Accuracy measures the proportion of correctly predicted elements (both positives and negatives) out of the total number of predictions. It is defined as follows:

A c c u r a c y = \frac{T_{p} + T_{n}}{T_{p} + T_{n} + F_{p} + F_{n}}

(7)

where

T_{p}

is True Positive,

T_{n}

is True Negative,

F_{p}

is False Positive, and

F_{n}

is False Negative.

Standard Deviation (STD) measures the variability of the model performance across different cases. It indicates how much the metric values (Dice, IoU, Accuracy) vary around their average. STD is defined as follows:

S T D = \sqrt{\frac{1}{N} \sum_{1}^{N} {(x_{i} - \bar{x})}^{2}}

(8)

4.5. Loss Function

The categorical cross-entropy loss is a common loss function used in multi-class segmentation tasks where the ground-truth masks are represented in a one-hot format. This loss function enables our model to produce high-confidence predictions for the correct class at each voxel location.
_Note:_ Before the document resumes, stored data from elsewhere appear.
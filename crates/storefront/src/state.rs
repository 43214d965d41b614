//! Application state shared across handlers.

use std::sync::Arc;

use sqlx::PgPool;

use crate::config::StorefrontConfig;
use crate::services::{EventBus, SettingsCache};

/// Application state shared across all handlers.
///
/// Cheap to clone; everything sits behind one `Arc`.
#[derive(Clone)]
pub struct AppState {
    inner: Arc<AppStateInner>,
}

struct AppStateInner {
    config: StorefrontConfig,
    pool: PgPool,
    settings: SettingsCache,
    events: EventBus,
}

impl AppState {
    #[must_use]
    pub fn new(config: StorefrontConfig, pool: PgPool) -> Self {
        let settings = SettingsCache::new(config.settings_cache_ttl);
        Self {
            inner: Arc::new(AppStateInner {
                config,
                pool,
                settings,
                events: EventBus::default(),
            }),
        }
    }

    #[must_use]
    pub fn config(&self) -> &StorefrontConfig {
        &self.inner.config
    }

    #[must_use]
    pub fn pool(&self) -> &PgPool {
        &self.inner.pool
    }

    /// Cached site settings.
    #[must_use]
    pub fn settings(&self) -> &SettingsCache {
        &self.inner.settings
    }

    /// Shopper notification bus.
    #[must_use]
    pub fn events(&self) -> &EventBus {
        &self.inner.events
    }
}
Mathematically, it is defined in Equation (9):

L (y, \hat{y}) = - \sum_{i = 1}^{C} y_{i} l o g ({\hat{y}}_{i})

(9)

where

C refers to the total number of classes, $y_{i} \in {0, 1}$ refer to the true label for class i, and ${\hat{y}}_{i} \in [0, 1]$ .

5. Results

In this section, we provide and analyze the experimental results of our proposed approach. The result section is organized into five subsections: Section 5.1 presents the training analysis; Section 5.2 evaluates the model’s quantitative performance; Section 5.3 provides qualitative visualizations of the segmentation results; Section 5.4 compares our method with recent state-of-the-art approaches; and Section 5.5 discusses the impact of the various MRI modalities used in our multimodal framework.

5.1. Training Analysis

This subsection discusses the training process and segmentation performance of our proposed hybrid model designed for multimodal brain tumor segmentation. We trained our method using 3D patches of shape (32, 64, 64, 4) extracted from multimodal MRI data (T1, T1ce, T2, FLAIR) provided by the BraTS 2020 dataset. The use of patches allowed us to preserve spatial context while keeping computations tractable. Each patch was designed to maintain a balance between memory efficiency and the retention of sufficient spatial and contextual information. A small batch size of four was used to further prevent out-of-memory (OOM) issues during training. In addition, we applied mixed precision training, a key innovation of our approach, by leveraging TensorFlow’s mixed_float16 policy. This technique significantly reduced GPU memory usage by up to 50% while accelerating matrix operations, allowing for more training epochs or increased batch sizes without causing OOM errors. These benefits are particularly critical when working on GPUs with limited VRAM, such as the Kaggle platform. This combination of memory efficiency and computational speed improved the robustness and scalability of our proposed architecture. To improve training efficiency and model generalization, we used two popular training callbacks: EarlyStopping and ReduceLROnPlateau. EarlyStopping was configured to monitor the training loss and stop the training process when no significant improvement was observed after a set number of epochs, helping to prevent overfitting and conserve computational resources. At the same time, ReduceLROnPlateau automatically decreased the learning rate when the loss plateaued, helping the model converge more effectively. These methods contributed to a more stable and efficient training process.

Following these procedures, our model was trained on the BraTS 2020 dataset. As described in Section 4.2, this dataset includes annotations for three distinct regions: class 1 denotes the enhancing tumor (ET), class 2 corresponds to the tumor core (TC), and class 3 indicates the whole tumor (WT). The evolution of the training performance is illustrated in Figure 5a,b over 50 training epochs. As shown in Figure 5b, the training loss decreased steadily from approximately 2.06 at epoch 0 to around 0.36 at epoch 50, indicating effective optimization of the model parameters and convergence of the learning process. Concurrently, the training Dice coefficient shown in Figure 5a rose from around 0.10 to 0.83, demonstrating improved segmentation performance as training progresses. This significant increase indicates the model’s ability to progressively learn to distinguish the complex tumor regions from the background. The steady training performance indicates that our proposed architecture is robust and effective at capturing crucial spatial and contextual features in MRI scans, which is essential for precise brain tumor segmentation.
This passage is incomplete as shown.